Just a few miles from Arenal, the Venado Caverns are an excellent option for beginner spelunkers. First discovered by the indigenous Guatuso, the caves were only rediscovered by hunters in 1942. Venado’s cave walls are composed of calcium carbonate, a hard, rock-like substance. Stalactites, stalagmites and other cave formations are created by the gradual buildup of calcium carbonate; incredibly, it can take 100 years for just 1.5 inches of rock to form. Experts believe that the cavern walls began forming 15-20 million years ago during the Miocene period, but the caves as a whole are only five million years old.
Long ago, the Venado Caverns were below sea level, and flooded with water and ocean life. Today, though the caverns rest at 985 feet above sea level, remnants of their undersea days are omnipresent – small seashells are embedded in rock walls, fossilized sea life juts out at strange angles, and an enormous brain coral fossil takes center stage in the caverns' Altar Room.

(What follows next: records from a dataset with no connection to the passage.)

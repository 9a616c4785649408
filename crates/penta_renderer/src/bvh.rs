//! Bounding Volume Hierarchy (BVH) acceleration structure.
//!
//! A binary tree over object bounding boxes. Nodes hold indices into the
//! scene's object arena, so the tree borrows nothing and is freely shared
//! between render threads once built.

use crate::accel::{nearest_hit, Accel, ObjectHit};
use crate::scene::Object;
use penta_math::{Aabb, Interval, Ray};

/// Maximum objects per leaf node before splitting.
pub const LEAF_MAX_SIZE: usize = 3;

/// BVH node - either a branch with two children or a leaf with object indices.
#[derive(Debug)]
enum BvhNode {
    /// Internal node with two children.
    Branch {
        left: Box<BvhNode>,
        right: Box<BvhNode>,
        bbox: Aabb,
    },
    /// Leaf node with a small number of objects.
    Leaf { objects: Vec<usize>, bbox: Aabb },
    /// Built over no objects.
    Empty,
}

/// An object index with its cached bounds.
#[derive(Debug, Clone, Copy)]
struct BuildItem {
    index: usize,
    bounds: Aabb,
    center: [f32; 4],
}

#[derive(Debug, Default)]
struct BuildStats {
    nodes: usize,
    depth: usize,
    median_fallbacks: usize,
}

#[derive(Debug)]
pub struct BvhAccel {
    root: BvhNode,
    node_count: usize,
    depth: usize,
}

impl BvhAccel {
    pub fn build(objects: &[Object]) -> Self {
        let items: Vec<BuildItem> = objects
            .iter()
            .enumerate()
            .map(|(index, object)| {
                let bounds = object.geometry.bounds();
                BuildItem {
                    index,
                    bounds,
                    center: bounds.center().to_array(),
                }
            })
            .collect();

        let mut stats = BuildStats::default();
        let root = if items.is_empty() {
            BvhNode::Empty
        } else {
            Self::build_node(items, 1, &mut stats)
        };

        log::debug!(
            "BVH over {} objects: {} nodes, depth {}, {} median splits",
            objects.len(),
            stats.nodes,
            stats.depth,
            stats.median_fallbacks
        );

        Self {
            root,
            node_count: stats.nodes,
            depth: stats.depth,
        }
    }

    /// Number of branch and leaf nodes.
    pub fn node_count(&self) -> usize {
        self.node_count
    }

    /// Length of the longest root-to-leaf path, counting both ends.
    pub fn depth(&self) -> usize {
        self.depth
    }

    /// Recursive construction.
    ///
    /// Splits at the midpoint of the node box's longest axis. When every
    /// center falls on one side, sorts along that axis and splits at the
    /// median index instead, so both halves are non-empty.
    fn build_node(mut items: Vec<BuildItem>, depth: usize, stats: &mut BuildStats) -> BvhNode {
        stats.nodes += 1;
        stats.depth = stats.depth.max(depth);

        let bbox = items
            .iter()
            .fold(Aabb::EMPTY, |acc, item| Aabb::surrounding(&acc, &item.bounds));

        if items.len() <= LEAF_MAX_SIZE {
            return BvhNode::Leaf {
                objects: items.iter().map(|item| item.index).collect(),
                bbox,
            };
        }

        let axis = bbox.longest_axis();
        let midpoint = bbox.center()[axis];
        let goes_left = |item: &BuildItem| item.center[axis] < midpoint;

        let left_count = items.iter().filter(|item| goes_left(*item)).count();
        let (left_items, right_items) = if left_count == 0 || left_count == items.len() {
            stats.median_fallbacks += 1;
            log::trace!("median split of {} objects on axis {axis}", items.len());
            items.sort_unstable_by(|a, b| a.center[axis].total_cmp(&b.center[axis]));
            let right = items.split_off(items.len() / 2);
            (items, right)
        } else {
            items.into_iter().partition(goes_left)
        };

        let left = Self::build_node(left_items, depth + 1, stats);
        let right = Self::build_node(right_items, depth + 1, stats);

        BvhNode::Branch {
            left: Box::new(left),
            right: Box::new(right),
            bbox,
        }
    }

    fn intersect_node(node: &BvhNode, objects: &[Object], ray: &Ray) -> Option<ObjectHit> {
        match node {
            BvhNode::Empty => None,

            BvhNode::Leaf { objects: indices, bbox } => {
                if !bbox.hit(ray, Interval::POSITIVE) {
                    return None;
                }
                nearest_hit(objects, indices.iter().copied(), ray)
            }

            BvhNode::Branch { left, right, bbox } => {
                if !bbox.hit(ray, Interval::POSITIVE) {
                    return None;
                }
                let hit_left = Self::intersect_node(left, objects, ray);
                let hit_right = Self::intersect_node(right, objects, ray);
                match (hit_left, hit_right) {
                    (Some(l), Some(r)) => Some(if r.t < l.t { r } else { l }),
                    (l, r) => l.or(r),
                }
            }
        }
    }
}

impl Accel for BvhAccel {
    fn intersect(&self, objects: &[Object], ray: &Ray) -> Option<ObjectHit> {
        Self::intersect_node(&self.root, objects, ray)
    }
}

There are four main bat species that dwell in the Venado Caves: the insectivorous sword-nosed and mustached bats, the nectar-loving Pallas’ long-tongued bat, and the little-studied greater naked-baked bat. The small mammals are prevalent in the approximately 50% of the caves that are open to the public. Spelunkers enjoy a two-hour walk through the cavern’s most popular rooms, often choosing between easy and more adventurous alternative routes. Be prepared to get wet: the entire cave walk traverses a small stream, and several sections feature falling water or low ceilings that require almost full-body submersion.
Some of the best caving in Costa Rica is found in Barra Honda National Park where the Santa Ana cave dips down to 790 feet below sea level. A two-hour hike through the forest, where spelunkers may glimpse interesting plant and animal life, leads to a dark hole in the rock. Here, professional guides carefully fasten you to a pulley system allowing safe entry into the abyss. At the bottom awaits raw nature. There are no handrails or man-made walking paths: only your group, your guide and a faint path trodden by the footsteps of previous visitors.
Unlike many cave parks throughout the world, Barra Honda has not been developed for wide-scale tourism. As a result, park guests are treated to a genuine caving experience: delicate stalactite and stalagmite formations, untouched terrain and exhilarating cave climbs. In fact, because of vertical entrance shafts, which require special spelunking equipment to enter, Barra Honda’s caves are exceptionally well preserved. This rugged nature makes sneakers or boots a requirement at Barra Honda.
There are a number of other caving locations in Costa Rica, namely the caves of Ballena National Marine Park on the south Pacific coast. The kayak journey to the marine caves of is almost as fun as exploring the caves themselves.